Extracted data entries
//! Process configuration (§6) — loaded once at startup from environment
//! variables, with `dotenvy` pulling in a local `.env` file the same way
//! the `OpenIntentOS` CLI does for its own process config. Missing
//! required values are a startup error, never a silent default
//! substitution for secrets.

use anyhow::{Context, Result};

pub struct AppConfig {
    pub database_url: String,
    pub sandbox_image: String,
    pub llm_base_url: String,
    pub llm_model: String,
    pub llm_api_key: String,
    pub github_token: String,
    pub webhook_secret: String,
    pub listen_addr: String,
}

impl AppConfig {
    pub fn from_env() -> Result<Self> {
        let config = Self {
            database_url: required("MENDER_DATABASE_URL")?,
            sandbox_image: optional("MENDER_SANDBOX_IMAGE", "mender-sandbox:latest"),
            llm_base_url: required("MENDER_LLM_BASE_URL")?,
            llm_model: required("MENDER_LLM_MODEL")?,
            llm_api_key: required("MENDER_LLM_API_KEY")?,
            github_token: required("MENDER_GITHUB_TOKEN")?,
            webhook_secret: required("MENDER_WEBHOOK_SECRET")?,
            listen_addr: optional("MENDER_LISTEN_ADDR", "0.0.0.0:8080"),
        };
        Ok(config)
    }
}

fn required(name: &str) -> Result<String> {
    std::env::var(name).with_context(|| format!("missing required environment variable {name}"))
}

fn optional(name: &str, default: &str) -> String {
    std::env::var(name).unwrap_or_else(|_| default.to_string())
}
//! Thin webhook ingestion endpoint (§6) — one route, no dashboard, no
//! static files, intentionally minimal per the Non-goals. Wraps
//! [`mender_core::ingest_event`] for local development and manual testing;
//! any other transport (a queue consumer, the `replay` subcommand) calls
//! the same function directly.

use crate::config::AppConfig;
use axum::body::Bytes;
use axum::extract::State;
use axum::http::{HeaderMap, StatusCode};
use axum::response::IntoResponse;
use axum::routing::{get, post};
use axum::{Json, Router};
use mender_core::{ActiveRunRegistry, IngestionOutcome, PipelineContext};
use serde::Serialize;
use std::path::PathBuf;
use std::sync::Arc;
use tower_http::trace::TraceLayer;
use tracing::{error, info, warn};

struct AppState {
    pipeline: Arc<PipelineContext>,
    registry: ActiveRunRegistry,
    webhook_secret: String,
    workspace_root: PathBuf,
}

#[derive(Debug, Serialize)]
struct HealthResponse {
    status: &'static str,
    version: &'static str,
}

#[derive(Debug, Serialize)]
#[serde(tag = "status", rename_all = "snake_case")]
enum IngestResponse {
    Ingested { failure_id: i64 },
    Ignored { reason: String },
}

impl From<IngestionOutcome> for IngestResponse {
    fn from(outcome: IngestionOutcome) -> Self {
        match outcome {
            IngestionOutcome::Ingested { failure_id } => Self::Ingested { failure_id },
            IngestionOutcome::Ignored { reason } => Self::Ignored { reason },
        }
    }
}

async fn health_handler() -> impl IntoResponse {
    Json(HealthResponse {
        status: "healthy",
        version: env!("CARGO_PKG_VERSION"),
    })
}

async fn webhook_handler(
    State(state): State<Arc<AppState>>,
    headers: HeaderMap,
    body: Bytes,
) -> impl IntoResponse {
    let Some(signature) = headers
        .get("X-Hub-Signature-256")
        .and_then(|v| v.to_str().ok())
    else {
        return (StatusCode::UNAUTHORIZED, "missing X-Hub-Signature-256 header").into_response();
    };

    let event = match mender_core::webhook::parse_verified_event(
        state.webhook_secret.as_bytes(),
        &body,
        signature,
    ) {
        Ok(event) => event,
        Err(e) => {
            warn!(error = %e, "rejected webhook payload");
            return (StatusCode::BAD_REQUEST, e.to_string()).into_response();
        }
    };

    match mender_core::ingest_event(
        Arc::clone(&state.pipeline),
        &state.registry,
        &state.workspace_root,
        event,
    )
    .await
    {
        Ok(outcome) => {
            info!(?outcome, "ingested webhook event");
            (StatusCode::ACCEPTED, Json(IngestResponse::from(outcome))).into_response()
        }
        Err(e) => {
            error!(error = %e, "failed to persist ingested failure");
            (StatusCode::INTERNAL_SERVER_ERROR, e.to_string()).into_response()
        }
    }
}

fn build_router(state: Arc<AppState>) -> Router {
    Router::new()
        .route("/health", get(health_handler))
        .route("/webhooks/ci", post(webhook_handler))
        .layer(TraceLayer::new_for_http())
        .with_state(state)
}

/// Bind `config.listen_addr` and serve until the process is killed.
pub async fn serve(
    pipeline: Arc<PipelineContext>,
    config: &AppConfig,
    workspace_root: PathBuf,
) -> anyhow::Result<()> {
    let state = Arc::new(AppState {
        pipeline,
        registry: ActiveRunRegistry::new(),
        webhook_secret: config.webhook_secret.clone(),
        workspace_root,
    });
    let app = build_router(state);

    let listener = tokio::net::TcpListener::bind(&config.listen_addr).await?;
    info!(addr = %config.listen_addr, "mender webhook server listening");
    axum::serve(listener, app).await?;
    Ok(())
}
//! Patch Applicator (C3) — applies and reverts exact-span textual patches to
//! files within a workspace.

use crate::types::PatchArtifact;
use std::path::Path;
use thiserror::Error;

/// Errors from applying or reverting a patch.
#[derive(Debug, Error)]
pub enum PatchError {
    #[error("target file not found: {0}")]
    FileNotFound(String),

    #[error("I/O error reading/writing {path}: {source}")]
    Io {
        path: String,
        #[source]
        source: std::io::Error,
    },

    #[error("original span not found in {0}")]
    SpanNotFound(String),

    /// Resolved Open Question (§9, REDESIGN FLAGS): reject non-unique spans
    /// instead of silently replacing the first occurrence.
    #[error("original span occurs {count} times in {path}, expected exactly 1")]
    AmbiguousSpan { path: String, count: usize },

    #[error("applying the patch did not change {0}")]
    NoOpPatch(String),
}

/// Apply `patch` to the file at `workspace/patch.file_path`.
///
/// Fails if the file is absent, if `original_span` does not occur in the
/// file, if it occurs more than once (see `PatchError::AmbiguousSpan`), or
/// if the substitution would be a no-op.
pub fn apply(workspace: &Path, patch: &PatchArtifact) -> Result<(), PatchError> {
    replace_span(workspace, &patch.file_path, &patch.original_span, &patch.replacement_span)
}

/// Revert `patch` by replacing the replacement span back with the original.
///
/// A missing replacement span (already reverted) is treated as a no-op
/// success, per §4.3.
pub fn revert(workspace: &Path, patch: &PatchArtifact) -> Result<(), PatchError> {
    let full_path = workspace.join(&patch.file_path);
    let contents = read_file(&full_path, &patch.file_path)?;
    if !contents.contains(&patch.replacement_span) {
        return Ok(());
    }
    replace_span(workspace, &patch.file_path, &patch.replacement_span, &patch.original_span)
}

fn replace_span(
    workspace: &Path,
    file_path: &str,
    from: &str,
    to: &str,
) -> Result<(), PatchError> {
    let full_path = workspace.join(file_path);
    let contents = read_file(&full_path, file_path)?;

    let occurrences = contents.matches(from).count();
    if occurrences == 0 {
        return Err(PatchError::SpanNotFound(file_path.to_string()));
    }
    if occurrences > 1 {
        return Err(PatchError::AmbiguousSpan {
            path: file_path.to_string(),
            count: occurrences,
        });
    }

    let updated = contents.replacen(from, to, 1);
    if updated == contents {
        return Err(PatchError::NoOpPatch(file_path.to_string()));
    }

    std::fs::write(&full_path, updated).map_err(|source| PatchError::Io {
        path: file_path.to_string(),
        source,
    })?;

    Ok(())
}

fn read_file(full_path: &Path, display_path: &str) -> Result<String, PatchError> {
    if !full_path.is_file() {
        return Err(PatchError::FileNotFound(display_path.to_string()));
    }
    std::fs::read_to_string(full_path).map_err(|source| PatchError::Io {
        path: display_path.to_string(),
        source,
    })
}

#[cfg(test)]
mod tests {
    use super::*;
    use tempfile::tempdir;

    fn write(dir: &Path, name: &str, contents: &str) {
        std::fs::write(dir.join(name), contents).unwrap();
    }

    fn sample_patch() -> PatchArtifact {
        PatchArtifact {
            file_path: "src/app.py".to_string(),
            original_span: "return None".to_string(),
            replacement_span: "return amount".to_string(),
            explanation: "fix null return".to_string(),
        }
    }

    #[test]
    fn apply_then_revert_restores_original_bytes() {
        let dir = tempdir().unwrap();
        std::fs::create_dir_all(dir.path().join("src")).unwrap();
        let original = "def f():\n    return None\n";
        write(dir.path(), "src/app.py", original);

        let patch = sample_patch();
        apply(dir.path(), &patch).unwrap();
        let patched = std::fs::read_to_string(dir.path().join("src/app.py")).unwrap();
        assert_ne!(patched, original);

        revert(dir.path(), &patch).unwrap();
        let reverted = std::fs::read_to_string(dir.path().join("src/app.py")).unwrap();
        assert_eq!(reverted, original);
    }

    #[test]
    fn missing_file_is_an_error() {
        let dir = tempdir().unwrap();
        let patch = sample_patch();
        assert!(matches!(
            apply(dir.path(), &patch),
            Err(PatchError::FileNotFound(_))
        ));
    }

    #[test]
    fn missing_span_is_an_error() {
        let dir = tempdir().unwrap();
        std::fs::create_dir_all(dir.path().join("src")).unwrap();
        write(dir.path(), "src/app.py", "def f():\n    pass\n");
        let patch = sample_patch();
        assert!(matches!(
            apply(dir.path(), &patch),
            Err(PatchError::SpanNotFound(_))
        ));
    }

    #[test]
    fn ambiguous_span_is_rejected() {
        let dir = tempdir().unwrap();
        std::fs::create_dir_all(dir.path().join("src")).unwrap();
        write(
            dir.path(),
            "src/app.py",
            "def f():\n    return None\ndef g():\n    return None\n",
        );
        let patch = sample_patch();
        assert!(matches!(
            apply(dir.path(), &patch),
            Err(PatchError::AmbiguousSpan { count: 2, .. })
        ));
    }

    #[test]
    fn no_op_patch_is_rejected() {
        let dir = tempdir().unwrap();
        std::fs::create_dir_all(dir.path().join("src")).unwrap();
        write(dir.path(), "src/app.py", "return None\n");
        let patch = PatchArtifact {
            file_path: "src/app.py".to_string(),
            original_span: "return None".to_string(),
            replacement_span: "return None".to_string(),
            explanation: "no-op".to_string(),
        };
        assert!(matches!(
            apply(dir.path(), &patch),
            Err(PatchError::NoOpPatch(_))
        ));
    }

    #[test]
    fn revert_of_already_reverted_file_is_a_no_op() {
        let dir = tempdir().unwrap();
        std::fs::create_dir_all(dir.path().join("src")).unwrap();
        write(dir.path(), "src/app.py", "def f():\n    return None\n");
        let patch = sample_patch();
        revert(dir.path(), &patch).unwrap();
        let contents = std::fs::read_to_string(dir.path().join("src/app.py")).unwrap();
        assert_eq!(contents, "def f():\n    return None\n");
    }
}
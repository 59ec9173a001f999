//! Janitor (C12) — periodic sweep that reaps sandboxes and workspace
//! directories the pipeline failed to tear down (crash, panic, process
//! kill) rather than tracking their lifetimes itself.

use crate::sandbox::{SandboxDriver, SandboxError};
use chrono::{DateTime, Utc};
use std::path::Path;
use std::time::Duration;
use tracing::{info, warn};

/// A sandbox or workspace directory is considered stale once it has been
/// alive longer than this, per §4.12.
pub const STALE_AFTER: Duration = Duration::from_secs(24 * 60 * 60);

/// Interval between sweeps.
pub const SWEEP_INTERVAL: Duration = Duration::from_secs(5 * 60);

/// Run a single sweep: list every sandbox the driver considers managed and
/// remove any older than `STALE_AFTER` relative to `now`. Returns the
/// number of sandboxes removed.
///
/// A failure to remove one sandbox is logged and does not stop the sweep
/// from attempting the rest.
pub async fn sweep_once(
    driver: &dyn SandboxDriver,
    now: DateTime<Utc>,
) -> Result<usize, SandboxError> {
    let managed = driver.list_managed().await?;
    let mut removed = 0;

    for sandbox in managed {
        let age = now.signed_duration_since(sandbox.created_at);
        if age.to_std().unwrap_or(Duration::ZERO) < STALE_AFTER {
            continue;
        }
        match driver.remove(&sandbox.id).await {
            Ok(()) => {
                info!(sandbox_id = %sandbox.id, workspace = %sandbox.workspace_path, "reaped stale sandbox");
                removed += 1;
            }
            Err(e) => {
                warn!(sandbox_id = %sandbox.id, error = %e, "failed to reap stale sandbox");
            }
        }
    }

    Ok(removed)
}

/// Remove every direct subdirectory of `workspace_root` whose last-modified
/// time is older than `STALE_AFTER` relative to `now`. Returns the number
/// of directories removed.
///
/// A missing `workspace_root` is not an error — there is simply nothing to
/// sweep yet. A failure to remove one directory is logged and does not
/// stop the sweep from attempting the rest.
pub fn sweep_workspaces(workspace_root: &Path, now: DateTime<Utc>) -> usize {
    let entries = match std::fs::read_dir(workspace_root) {
        Ok(entries) => entries,
        Err(e) if e.kind() == std::io::ErrorKind::NotFound => return 0,
        Err(e) => {
            warn!(workspace_root = %workspace_root.display(), error = %e, "failed to list workspace root");
            return 0;
        }
    };

    let mut removed = 0;
    for entry in entries.flatten() {
        let path = entry.path();
        if !path.is_dir() {
            continue;
        }
        let modified = match entry.metadata().and_then(|m| m.modified()) {
            Ok(m) => m,
            Err(e) => {
                warn!(path = %path.display(), error = %e, "failed to read workspace directory metadata");
                continue;
            }
        };
        let age = match now.signed_duration_since(DateTime::<Utc>::from(modified)).to_std() {
            Ok(age) => age,
            Err(_) => Duration::ZERO,
        };
        if age < STALE_AFTER {
            continue;
        }
        match std::fs::remove_dir_all(&path) {
            Ok(()) => {
                info!(path = %path.display(), "reaped stale workspace directory");
                removed += 1;
            }
            Err(e) => {
                warn!(path = %path.display(), error = %e, "failed to reap stale workspace directory");
            }
        }
    }

    removed
}

/// Run [`sweep_once`] and [`sweep_workspaces`] on a fixed interval until the
/// process exits. Intended to be spawned as a background `tokio` task.
pub async fn run(driver: &dyn SandboxDriver, workspace_root: &Path) {
    let mut ticker = tokio::time::interval(SWEEP_INTERVAL);
    loop {
        ticker.tick().await;
        let now = Utc::now();

        match sweep_once(driver, now).await {
            Ok(removed) if removed > 0 => info!(removed, "janitor sweep reaped sandboxes"),
            Ok(_) => {}
            Err(e) => warn!(error = %e, "janitor sandbox sweep failed"),
        }

        let removed = sweep_workspaces(workspace_root, now);
        if removed > 0 {
            info!(removed, "janitor sweep reaped workspace directories");
        }
    }
}
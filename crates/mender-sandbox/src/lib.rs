//! Docker Engine API implementation of [`mender_core::sandbox::SandboxDriver`].
//!
//! Every container this driver creates carries `mender.managed=true` and
//! `mender.workspace=<path>` labels so the Janitor (`mender_core::janitor`)
//! can enumerate and reap them without tracking sessions itself.

use async_trait::async_trait;
use bollard::container::{
    Config, CreateContainerOptions, ListContainersOptions, RemoveContainerOptions,
};
use bollard::exec::{CreateExecOptions, StartExecResults};
use bollard::models::{HostConfig, Mount, MountTypeEnum};
use bollard::Docker;
use chrono::{DateTime, Utc};
use futures::StreamExt;
use mender_core::sandbox::{
    ExecResult, ManagedSandbox, ResourceLimits, SandboxDriver, SandboxError, SandboxHandle,
};
use std::collections::HashMap;
use std::path::Path;
use std::time::Duration;
use tracing::{info, warn};

const MANAGED_LABEL: &str = "mender.managed";
const WORKSPACE_LABEL: &str = "mender.workspace";
const IN_CONTAINER_WORKSPACE: &str = "/workspace";

/// CPU accounting period bollard/Docker expects alongside a quota, in
/// microseconds — 100ms is Docker's own default.
const CPU_PERIOD_MICROS: i64 = 100_000;

/// Connects to the local Docker daemon over its default socket.
#[derive(Clone)]
pub struct DockerSandboxDriver {
    docker: Docker,
}

impl DockerSandboxDriver {
    /// # Errors
    ///
    /// Returns an error if the local Docker socket cannot be reached.
    pub fn connect() -> Result<Self, SandboxError> {
        let docker = Docker::connect_with_local_defaults()
            .map_err(|e| SandboxError::Create(format!("connecting to Docker: {e}")))?;
        Ok(Self { docker })
    }
}

/// Convert a percentage of one CPU into the `(period, quota)` pair the
/// Docker Engine API expects, using Docker's own 100ms default period.
fn cpu_period_and_quota(cpu_quota_percent: u32) -> (i64, i64) {
    (CPU_PERIOD_MICROS, CPU_PERIOD_MICROS * i64::from(cpu_quota_percent) / 100)
}

fn managed_labels(workspace_path: &str) -> HashMap<String, String> {
    let mut labels = HashMap::new();
    labels.insert(MANAGED_LABEL.to_string(), "true".to_string());
    labels.insert(WORKSPACE_LABEL.to_string(), workspace_path.to_string());
    labels
}

#[async_trait]
impl SandboxDriver for DockerSandboxDriver {
    async fn create(
        &self,
        image: &str,
        workspace_dir: &Path,
        limits: &ResourceLimits,
    ) -> Result<Box<dyn SandboxHandle>, SandboxError> {
        let workspace_str = workspace_dir.to_string_lossy().into_owned();
        let labels = managed_labels(&workspace_str);
        let (cpu_period, cpu_quota) = cpu_period_and_quota(limits.cpu_quota_percent);

        let host_config = HostConfig {
            mounts: Some(vec![Mount {
                target: Some(IN_CONTAINER_WORKSPACE.to_string()),
                source: Some(workspace_str.clone()),
                typ: Some(MountTypeEnum::BIND),
                ..Default::default()
            }]),
            memory: Some(limits.memory_bytes as i64),
            cpu_period: Some(cpu_period),
            cpu_quota: Some(cpu_quota),
            network_mode: Some(if limits.network_enabled {
                "bridge".to_string()
            } else {
                "none".to_string()
            }),
            ..Default::default()
        };

        let config = Config {
            image: Some(image.to_string()),
            working_dir: Some(IN_CONTAINER_WORKSPACE.to_string()),
            labels: Some(labels),
            host_config: Some(host_config),
            // Keep the container alive so exec can be called repeatedly.
            cmd: Some(vec!["sleep".to_string(), "infinity".to_string()]),
            tty: Some(false),
            ..Default::default()
        };

        let name = format!("mender-{}", uuid::Uuid::new_v4());
        let container = self
            .docker
            .create_container(Some(CreateContainerOptions { name: name.clone(), platform: None }), config)
            .await
            .map_err(|e| SandboxError::Create(format!("creating container: {e}")))?;

        self.docker
            .start_container::<String>(&container.id, None)
            .await
            .map_err(|e| SandboxError::Create(format!("starting container: {e}")))?;

        info!(container_id = %container.id, image, "sandbox created");

        Ok(Box::new(DockerSandboxHandle {
            docker: self.docker.clone(),
            container_id: container.id,
        }))
    }

    async fn list_managed(&self) -> Result<Vec<ManagedSandbox>, SandboxError> {
        let mut filters = HashMap::new();
        filters.insert("label".to_string(), vec![format!("{MANAGED_LABEL}=true")]);

        let containers = self
            .docker
            .list_containers(Some(ListContainersOptions {
                all: true,
                filters,
                ..Default::default()
            }))
            .await
            .map_err(|e| SandboxError::Exec(format!("listing managed containers: {e}")))?;

        Ok(containers
            .into_iter()
            .filter_map(|c| {
                let id = c.id?;
                let labels = c.labels.unwrap_or_default();
                let workspace_path = labels.get(WORKSPACE_LABEL).cloned().unwrap_or_default();
                let created_at = c
                    .created
                    .and_then(|ts| DateTime::<Utc>::from_timestamp(ts, 0))
                    .unwrap_or_else(Utc::now);
                Some(ManagedSandbox {
                    id,
                    workspace_path,
                    created_at,
                })
            })
            .collect())
    }

    async fn remove(&self, id: &str) -> Result<(), SandboxError> {
        self.docker
            .remove_container(
                id,
                Some(RemoveContainerOptions {
                    force: true,
                    ..Default::default()
                }),
            )
            .await
            .map_err(|e| SandboxError::Teardown(format!("removing container {id}: {e}")))
    }
}

struct DockerSandboxHandle {
    docker: Docker,
    container_id: String,
}

#[async_trait]
impl SandboxHandle for DockerSandboxHandle {
    async fn exec(&self, argv: &[String], timeout: Duration) -> Result<ExecResult, SandboxError> {
        let exec = self
            .docker
            .create_exec(
                &self.container_id,
                CreateExecOptions {
                    cmd: Some(argv.to_vec()),
                    attach_stdout: Some(true),
                    attach_stderr: Some(true),
                    ..Default::default()
                },
            )
            .await
            .map_err(|e| SandboxError::Exec(format!("creating exec: {e}")))?;

        let run = async {
            let mut stdout = String::new();
            let mut stderr = String::new();

            if let StartExecResults::Attached { mut output, .. } = self
                .docker
                .start_exec(&exec.id, None)
                .await
                .map_err(|e| SandboxError::Exec(format!("starting exec: {e}")))?
            {
                while let Some(chunk) = output.next().await {
                    match chunk.map_err(|e| SandboxError::Exec(format!("reading exec output: {e}")))? {
                        bollard::container::LogOutput::StdOut { message } => {
                            stdout.push_str(&String::from_utf8_lossy(&message));
                        }
                        bollard::container::LogOutput::StdErr { message } => {
                            stderr.push_str(&String::from_utf8_lossy(&message));
                        }
                        _ => {}
                    }
                }
            }

            let inspect = self
                .docker
                .inspect_exec(&exec.id)
                .await
                .map_err(|e| SandboxError::Exec(format!("inspecting exec: {e}")))?;
            let exit_code = inspect.exit_code.unwrap_or(-1) as i32;

            Ok::<_, SandboxError>(ExecResult {
                exit_code,
                stdout,
                stderr,
                timed_out: false,
            })
        };

        match tokio::time::timeout(timeout, run).await {
            Ok(result) => result,
            Err(_) => {
                warn!(container_id = %self.container_id, "exec timed out, killing container");
                let _ = self.docker.kill_container::<String>(&self.container_id, None).await;
                Ok(ExecResult::timeout(String::new(), String::new()))
            }
        }
    }

    async fn teardown(self: Box<Self>) -> Result<(), SandboxError> {
        self.docker
            .remove_container(
                &self.container_id,
                Some(RemoveContainerOptions {
                    force: true,
                    ..Default::default()
                }),
            )
            .await
            .map_err(|e| SandboxError::Teardown(format!("removing container {}: {e}", self.container_id)))
    }
}

#[cfg(test)]
mod tests {
    use super::*;

    #[test]
    fn cpu_quota_scales_with_percent() {
        assert_eq!(cpu_period_and_quota(50), (100_000, 50_000));
        assert_eq!(cpu_period_and_quota(100), (100_000, 100_000));
        assert_eq!(cpu_period_and_quota(0), (100_000, 0));
    }

    #[test]
    fn managed_labels_mark_workspace_and_ownership() {
        let labels = managed_labels("/tmp/workspace-1");
        assert_eq!(labels.get(MANAGED_LABEL), Some(&"true".to_string()));
        assert_eq!(labels.get(WORKSPACE_LABEL), Some(&"/tmp/workspace-1".to_string()));
    }
}
//! Discord webhook notification channel.

use async_trait::async_trait;
use serde::Serialize;
use tracing::{debug, warn};

use crate::error::ChannelError;
use crate::events::NotifyEvent;
use crate::NotifyChannel;

/// Environment variable for Discord webhook URL.
const ENV_DISCORD_WEBHOOK_URL: &str = "DISCORD_WEBHOOK_URL";

/// Discord webhook notification channel.
pub struct DiscordChannel {
    webhook_url: Option<String>,
    client: reqwest::Client,
}

impl DiscordChannel {
    /// Create a new Discord channel from environment variables.
    #[must_use]
    pub fn from_env() -> Self {
        let webhook_url = std::env::var(ENV_DISCORD_WEBHOOK_URL).ok();

        if webhook_url.is_some() {
            debug!("Discord notifications enabled");
        } else {
            debug!("Discord notifications disabled (DISCORD_WEBHOOK_URL not set)");
        }

        Self {
            webhook_url,
            client: reqwest::Client::new(),
        }
    }

    /// Create a Discord channel with a specific webhook URL.
    #[must_use]
    pub fn new(webhook_url: String) -> Self {
        Self {
            webhook_url: Some(webhook_url),
            client: reqwest::Client::new(),
        }
    }

    /// Format an event as a Discord webhook payload.
    fn format_payload(event: &NotifyEvent) -> DiscordPayload {
        let embed = DiscordEmbed {
            title: event.title(),
            description: Self::format_description(event),
            color: event.severity().color(),
            timestamp: event.timestamp().to_rfc3339(),
            footer: Some(DiscordFooter {
                text: "mender".to_string(),
            }),
            fields: Self::format_fields(event),
        };

        DiscordPayload {
            embeds: vec![embed],
        }
    }

    /// Format the description for an event.
    fn format_description(event: &NotifyEvent) -> String {
        match event {
            NotifyEvent::PipelineStarted {
                repo, workflow_name, ..
            } => {
                format!("Working a failing build from `{workflow_name}` on `{repo}`")
            }

            NotifyEvent::LowConfidenceEscalation { repo, confidence, .. } => {
                format!(
                    "Analysis confidence ({confidence:.2}) on `{repo}` was below the \
                     reproduction gate — escalated without attempting a fix"
                )
            }

            NotifyEvent::NotReproduced { repo, sha, .. } => {
                format!("Could not reproduce the reported failure on `{repo}` at `{sha}`")
            }

            NotifyEvent::FixLoopExhausted { repo, attempts, .. } => {
                format!("Exhausted {attempts} fix attempts on `{repo}` without a passing patch")
            }

            NotifyEvent::FixProposed {
                repo,
                pr_url,
                attempts,
                ..
            } => {
                format!("Opened {pr_url} on `{repo}` after {attempts} attempt(s)")
            }

            NotifyEvent::PipelineFailed { repo, error, .. } => {
                format!("Pipeline error on `{repo}`: {error}")
            }
        }
    }

    /// Format additional fields for an event.
    fn format_fields(event: &NotifyEvent) -> Vec<DiscordField> {
        match event {
            NotifyEvent::PipelineStarted {
                failure_id, repo, ..
            }
            | NotifyEvent::NotReproduced {
                failure_id, repo, ..
            }
            | NotifyEvent::PipelineFailed {
                failure_id, repo, ..
            } => vec![
                DiscordField::inline("Failure ID", failure_id.to_string()),
                DiscordField::inline("Repository", repo),
            ],

            NotifyEvent::LowConfidenceEscalation {
                failure_id,
                repo,
                issue_url,
                ..
            }
            | NotifyEvent::FixLoopExhausted {
                failure_id,
                repo,
                issue_url,
                ..
            } => vec![
                DiscordField::inline("Failure ID", failure_id.to_string()),
                DiscordField::inline("Repository", repo),
                DiscordField::inline("Issue", issue_url),
            ],

            NotifyEvent::FixProposed {
                failure_id,
                repo,
                pr_url,
                ..
            } => vec![
                DiscordField::inline("Failure ID", failure_id.to_string()),
                DiscordField::inline("Repository", repo),
                DiscordField::inline("Pull Request", pr_url),
            ],
        }
    }
}

#[async_trait]
impl NotifyChannel for DiscordChannel {
    fn name(&self) -> &'static str {
        "discord"
    }

    fn enabled(&self) -> bool {
        self.webhook_url.is_some()
    }

    async fn send(&self, event: &NotifyEvent) -> Result<(), ChannelError> {
        let webhook_url = self
            .webhook_url
            .as_ref()
            .ok_or_else(|| ChannelError::NotConfigured("DISCORD_WEBHOOK_URL".to_string()))?;

        let payload = Self::format_payload(event);

        debug!(channel = "discord", event_type = ?event.title(), "Sending notification");

        let response = self.client.post(webhook_url).json(&payload).send().await?;

        if response.status().is_success() {
            debug!(channel = "discord", "Notification sent successfully");
            Ok(())
        } else if response.status() == 429 {
            let retry_after = response
                .headers()
                .get("retry-after")
                .and_then(|v| v.to_str().ok())
                .and_then(|v| v.parse().ok())
                .unwrap_or(5);

            warn!(
                channel = "discord",
                retry_after_secs = retry_after,
                "Rate limited by Discord"
            );

            Err(ChannelError::RateLimited {
                retry_after_secs: retry_after,
            })
        } else {
            let status = response.status();
            let body = response.text().await.unwrap_or_default();

            warn!(
                channel = "discord",
                status = %status,
                body = %body,
                "Discord webhook request failed"
            );

            Err(ChannelError::Other(format!(
                "Discord returned {status}: {body}"
            )))
        }
    }
}

// =============================================================================
// Discord API types
// =============================================================================

#[derive(Debug, Serialize)]
struct DiscordPayload {
    embeds: Vec<DiscordEmbed>,
}

#[derive(Debug, Serialize)]
struct DiscordEmbed {
    title: String,
    description: String,
    color: u32,
    timestamp: String,
    #[serde(skip_serializing_if = "Option::is_none")]
    footer: Option<DiscordFooter>,
    #[serde(skip_serializing_if = "Vec::is_empty")]
    fields: Vec<DiscordField>,
}

#[derive(Debug, Serialize)]
struct DiscordFooter {
    text: String,
}

#[derive(Debug, Serialize)]
struct DiscordField {
    name: String,
    value: String,
    inline: bool,
}

impl DiscordField {
    fn inline(name: impl Into<String>, value: impl Into<String>) -> Self {
        Self {
            name: name.into(),
            value: value.into(),
            inline: true,
        }
    }
}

- Task
Every line above that holds the string "does" should be returned.

- Solution to the exercise
//! the `OpenIntentOS` CLI does for its own process config. Missing
/// Fails if the file is absent, if `original_span` does not occur in the
/// A failure to remove one sandbox is logged and does not stop the sweep
/// sweep yet. A failure to remove one directory is logged and does not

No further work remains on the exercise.